Readers are cautioned not to place undue reliance on the forward-looking statements contained herein, which speak only as of the date hereof. We believe the information contained in this Form 10-Q to be accurate as of the date hereof. Changes may occur after that date, and we will not update that information except as required by law in the normal course of our public disclosure practices.
Additionally, the following discussion regarding our financial condition and results of operations should be read in conjunction with the financial statements and related notes contained in Item 1 of Part 1 of this Form 10-Q, as well as the Risk Factors in Item 1A and the financial statements in Item 7 of Part II of our Form 10-K for the fiscal year ended December 31, 2009.

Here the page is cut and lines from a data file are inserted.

//! Route definitions for the `/notifications` resource.
//!
//! All endpoints operate on the authenticated user's own inbox.

use axum::routing::{get, post};
use axum::Router;

use crate::handlers::notifications;
use crate::state::AppState;

/// Routes mounted at `/notifications`.
///
/// ```text
/// GET    /               -> list
/// GET    /unread-count   -> unread_count
/// POST   /read-all       -> mark_all_read
/// POST   /{id}/read      -> mark_read
/// ```
pub fn router() -> Router<AppState> {
    Router::new()
        .route("/", get(notifications::list))
        .route("/unread-count", get(notifications::unread_count))
        .route("/read-all", post(notifications::mark_all_read))
        .route("/{id}/read", post(notifications::mark_read))
}
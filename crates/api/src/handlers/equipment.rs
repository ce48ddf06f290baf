//! Handlers for the `/equipment` resource.
//!
//! The equipment register tracks shared machinery (lifts, pumps, gates)
//! and its service schedule. Maintenance staff own these records.

use axum::extract::{Path, Query, State};
use axum::http::StatusCode;
use axum::Json;
use veranda_core::audit::{
    ACTION_EQUIPMENT_CREATE, ACTION_EQUIPMENT_DELETE, ACTION_EQUIPMENT_UPDATE,
};
use veranda_core::error::CoreError;
use veranda_core::pagination::{clamp_limit, clamp_offset};
use veranda_core::types::DbId;
use veranda_db::models::equipment::{CreateEquipment, Equipment, UpdateEquipment};
use veranda_db::repositories::EquipmentRepo;

use crate::audit;
use crate::error::{AppError, AppResult};
use crate::middleware::auth::AuthUser;
use crate::middleware::rbac::RequireMaintenanceStaff;
use crate::query::ScopedStatusListParams;
use crate::response::ApiResponse;
use crate::state::AppState;

/// POST /api/v1/equipment
pub async fn create(
    State(state): State<AppState>,
    RequireMaintenanceStaff(guard): RequireMaintenanceStaff,
    Query(scope): Query<ScopedStatusListParams>,
    Json(input): Json<CreateEquipment>,
) -> AppResult<(StatusCode, Json<ApiResponse<Equipment>>)> {
    let project_id = guard.project_scope(scope.project_id)?;
    if input.name.trim().is_empty() {
        return Err(AppError::Core(CoreError::Validation(
            "Equipment name is required".into(),
        )));
    }

    let equipment = EquipmentRepo::create(&state.pool, project_id, &input).await?;
    audit::record(
        &state.pool,
        &guard,
        ACTION_EQUIPMENT_CREATE,
        "equipment",
        Some(equipment.id),
        None,
    )
    .await;
    Ok((StatusCode::CREATED, Json(ApiResponse::new(equipment))))
}

/// GET /api/v1/equipment
pub async fn list(
    State(state): State<AppState>,
    RequireMaintenanceStaff(guard): RequireMaintenanceStaff,
    Query(params): Query<ScopedStatusListParams>,
) -> AppResult<Json<ApiResponse<Vec<Equipment>>>> {
    let project_id = guard.project_scope(params.project_id)?;
    let items = EquipmentRepo::list_by_project(
        &state.pool,
        project_id,
        params.status.as_deref(),
        clamp_limit(params.limit),
        clamp_offset(params.offset),
    )
    .await?;
    Ok(Json(ApiResponse::new(items)))
}

/// GET /api/v1/equipment/{id}
pub async fn get_by_id(
    State(state): State<AppState>,
    RequireMaintenanceStaff(guard): RequireMaintenanceStaff,
    Path(id): Path<DbId>,
) -> AppResult<Json<ApiResponse<Equipment>>> {
    let equipment = find_scoped_equipment(&state, &guard, id).await?;
    Ok(Json(ApiResponse::new(equipment)))
}

/// PATCH /api/v1/equipment/{id}
pub async fn update(
    State(state): State<AppState>,
    RequireMaintenanceStaff(guard): RequireMaintenanceStaff,
    Path(id): Path<DbId>,
    Json(input): Json<UpdateEquipment>,
) -> AppResult<Json<ApiResponse<Equipment>>> {
    find_scoped_equipment(&state, &guard, id).await?;

    let equipment = EquipmentRepo::update(&state.pool, id, &input)
        .await?
        .ok_or(AppError::Core(CoreError::NotFound {
            entity: "Equipment",
            id,
        }))?;
    audit::record(
        &state.pool,
        &guard,
        ACTION_EQUIPMENT_UPDATE,
        "equipment",
        Some(id),
        None,
    )
    .await;
    Ok(Json(ApiResponse::new(equipment)))
}

/// DELETE /api/v1/equipment/{id}
pub async fn delete(
    State(state): State<AppState>,
    RequireMaintenanceStaff(guard): RequireMaintenanceStaff,
    Path(id): Path<DbId>,
) -> AppResult<StatusCode> {
    find_scoped_equipment(&state, &guard, id).await?;

    if !EquipmentRepo::soft_delete(&state.pool, id).await? {
        return Err(AppError::Core(CoreError::NotFound {
            entity: "Equipment",
            id,
        }));
    }
    audit::record(
        &state.pool,
        &guard,
        ACTION_EQUIPMENT_DELETE,
        "equipment",
        Some(id),
        None,
    )
    .await;
    Ok(StatusCode::NO_CONTENT)
}

async fn find_scoped_equipment(
    state: &AppState,
    user: &AuthUser,
    id: DbId,
) -> AppResult<Equipment> {
    let equipment = EquipmentRepo::find_by_id(&state.pool, id).await?.ok_or(
        AppError::Core(CoreError::NotFound {
            entity: "Equipment",
            id,
        }),
    )?;
    user.check_project(equipment.project_id)?;
    Ok(equipment)
}
//! Repository for the `notifications` table.

use sqlx::PgPool;
use veranda_core::types::DbId;

use crate::models::notification::Notification;

/// Column list for `notifications` queries.
const COLUMNS: &str = "id, user_id, category, title, body, is_read, read_at, created_at";

/// Provides CRUD operations for in-app notifications.
pub struct NotificationRepo;

impl NotificationRepo {
    /// Create a notification for a user, returning the generated id.
    pub async fn create(
        pool: &PgPool,
        user_id: DbId,
        category: &str,
        title: &str,
        body: &str,
    ) -> Result<DbId, sqlx::Error> {
        sqlx::query_scalar(
            "INSERT INTO notifications (user_id, category, title, body) \
             VALUES ($1, $2, $3, $4) \
             RETURNING id",
        )
        .bind(user_id)
        .bind(category)
        .bind(title)
        .bind(body)
        .fetch_one(pool)
        .await
    }

    /// Create the same notification for many users in one statement.
    ///
    /// Returns the number of rows inserted. A no-op for an empty slice.
    pub async fn create_many(
        pool: &PgPool,
        user_ids: &[DbId],
        category: &str,
        title: &str,
        body: &str,
    ) -> Result<u64, sqlx::Error> {
        if user_ids.is_empty() {
            return Ok(0);
        }
        let result = sqlx::query(
            "INSERT INTO notifications (user_id, category, title, body) \
             SELECT unnest($1::bigint[]), $2, $3, $4",
        )
        .bind(user_ids)
        .bind(category)
        .bind(title)
        .bind(body)
        .execute(pool)
        .await?;
        Ok(result.rows_affected())
    }

    /// List notifications for a user.
    ///
    /// When `unread_only` is `true`, only notifications with `is_read = false`
    /// are returned.
    pub async fn list_for_user(
        pool: &PgPool,
        user_id: DbId,
        unread_only: bool,
        limit: i64,
        offset: i64,
    ) -> Result<Vec<Notification>, sqlx::Error> {
        let filter = if unread_only {
            "AND is_read = false"
        } else {
            ""
        };
        let query = format!(
            "SELECT {COLUMNS} FROM notifications \
             WHERE user_id = $1 {filter} \
             ORDER BY created_at DESC \
             LIMIT $2 OFFSET $3"
        );
        sqlx::query_as::<_, Notification>(&query)
            .bind(user_id)
            .bind(limit)
            .bind(offset)
            .fetch_all(pool)
            .await
    }

    /// Mark a single notification as read.
    ///
    /// Returns `true` if the notification was found for the given user and
    /// updated, `false` otherwise.
    pub async fn mark_read(
        pool: &PgPool,
        notification_id: DbId,
        user_id: DbId,
    ) -> Result<bool, sqlx::Error> {
        let result = sqlx::query(
            "UPDATE notifications \
             SET is_read = true, read_at = NOW() \
             WHERE id = $1 AND user_id = $2 AND is_read = false",
        )
        .bind(notification_id)
        .bind(user_id)
        .execute(pool)
        .await?;
        Ok(result.rows_affected() > 0)
    }

    /// Mark all unread notifications as read for a user.
    ///
    /// Returns the number of notifications that were marked read.
    pub async fn mark_all_read(pool: &PgPool, user_id: DbId) -> Result<u64, sqlx::Error> {
        let result = sqlx::query(
            "UPDATE notifications \
             SET is_read = true, read_at = NOW() \
             WHERE user_id = $1 AND is_read = false",
        )
        .bind(user_id)
        .execute(pool)
        .await?;
        Ok(result.rows_affected())
    }

    /// Get the number of unread notifications for a user.
    pub async fn unread_count(pool: &PgPool, user_id: DbId) -> Result<i64, sqlx::Error> {
        let count: Option<i64> = sqlx::query_scalar(
            "SELECT COUNT(*) FROM notifications WHERE user_id = $1 AND is_read = false",
        )
        .bind(user_id)
        .fetch_one(pool)
        .await?;
        Ok(count.unwrap_or(0))
    }
}
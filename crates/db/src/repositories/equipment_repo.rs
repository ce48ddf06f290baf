//! Repository for the `equipment` table.

use sqlx::PgPool;
use veranda_core::types::DbId;

use crate::models::equipment::{CreateEquipment, Equipment, UpdateEquipment};

/// Column list for `equipment` queries.
const COLUMNS: &str = "id, project_id, name, category, location, status, last_service_at, \
     next_service_at, notes, deleted_at, created_at, updated_at";

/// Provides CRUD operations for the equipment register.
pub struct EquipmentRepo;

impl EquipmentRepo {
    /// Register new equipment, returning the created row.
    pub async fn create(
        pool: &PgPool,
        project_id: DbId,
        input: &CreateEquipment,
    ) -> Result<Equipment, sqlx::Error> {
        let query = format!(
            "INSERT INTO equipment (project_id, name, category, location, next_service_at, notes)
             VALUES ($1, $2, $3, $4, $5, $6)
             RETURNING {COLUMNS}"
        );
        sqlx::query_as::<_, Equipment>(&query)
            .bind(project_id)
            .bind(&input.name)
            .bind(&input.category)
            .bind(&input.location)
            .bind(input.next_service_at)
            .bind(&input.notes)
            .fetch_one(pool)
            .await
    }

    /// Find equipment by id. Excludes soft-deleted rows.
    pub async fn find_by_id(pool: &PgPool, id: DbId) -> Result<Option<Equipment>, sqlx::Error> {
        let query = format!("SELECT {COLUMNS} FROM equipment WHERE id = $1 AND deleted_at IS NULL");
        sqlx::query_as::<_, Equipment>(&query)
            .bind(id)
            .fetch_optional(pool)
            .await
    }

    /// List a project's equipment with an optional status filter.
    pub async fn list_by_project(
        pool: &PgPool,
        project_id: DbId,
        status: Option<&str>,
        limit: i64,
        offset: i64,
    ) -> Result<Vec<Equipment>, sqlx::Error> {
        let query = format!(
            "SELECT {COLUMNS} FROM equipment \
             WHERE project_id = $1 AND deleted_at IS NULL \
               AND ($2::text IS NULL OR status = $2) \
             ORDER BY name \
             LIMIT $3 OFFSET $4"
        );
        sqlx::query_as::<_, Equipment>(&query)
            .bind(project_id)
            .bind(status)
            .bind(limit)
            .bind(offset)
            .fetch_all(pool)
            .await
    }

    /// Update equipment. Only non-`None` fields in `input` are applied.
    pub async fn update(
        pool: &PgPool,
        id: DbId,
        input: &UpdateEquipment,
    ) -> Result<Option<Equipment>, sqlx::Error> {
        let query = format!(
            "UPDATE equipment SET
                name = COALESCE($2, name),
                category = COALESCE($3, category),
                location = COALESCE($4, location),
                status = COALESCE($5, status),
                last_service_at = COALESCE($6, last_service_at),
                next_service_at = COALESCE($7, next_service_at),
                notes = COALESCE($8, notes),
                updated_at = NOW()
             WHERE id = $1 AND deleted_at IS NULL
             RETURNING {COLUMNS}"
        );
        sqlx::query_as::<_, Equipment>(&query)
            .bind(id)
            .bind(&input.name)
            .bind(&input.category)
            .bind(&input.location)
            .bind(&input.status)
            .bind(input.last_service_at)
            .bind(input.next_service_at)
            .bind(&input.notes)
            .fetch_optional(pool)
            .await
    }

    /// Soft-delete equipment. Returns `true` if a row was marked deleted.
    pub async fn soft_delete(pool: &PgPool, id: DbId) -> Result<bool, sqlx::Error> {
        let result = sqlx::query(
            "UPDATE equipment SET deleted_at = NOW() WHERE id = $1 AND deleted_at IS NULL",
        )
        .bind(id)
        .execute(pool)
        .await?;
        Ok(result.rows_affected() > 0)
    }
}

Note Regarding Bankruptcy Filing
The accompanying consolidated and combined financial statements have been prepared assuming that the Company will continue as a going concern. As discussed elsewhere in this report, the Company filed a voluntary petition for reorganization under Chapter 11 of the US Bankruptcy Code on March 31, 2009, which raises substantial doubt about its ability to continue as a going concern. The consolidated financial statements do not include any adjustments to reflect the possible future effects on the recoverability and classification of assets or the amounts and classification of liabilities that may result from the outcome of this uncertainty. The following discussion should be read in light of the foregoing.
2010 Developments
Plan of Reorganization and Exit from Bankruptcy
We continued to operate as debtor-in-possession during the quarter ended, and as of, March 31, 2010.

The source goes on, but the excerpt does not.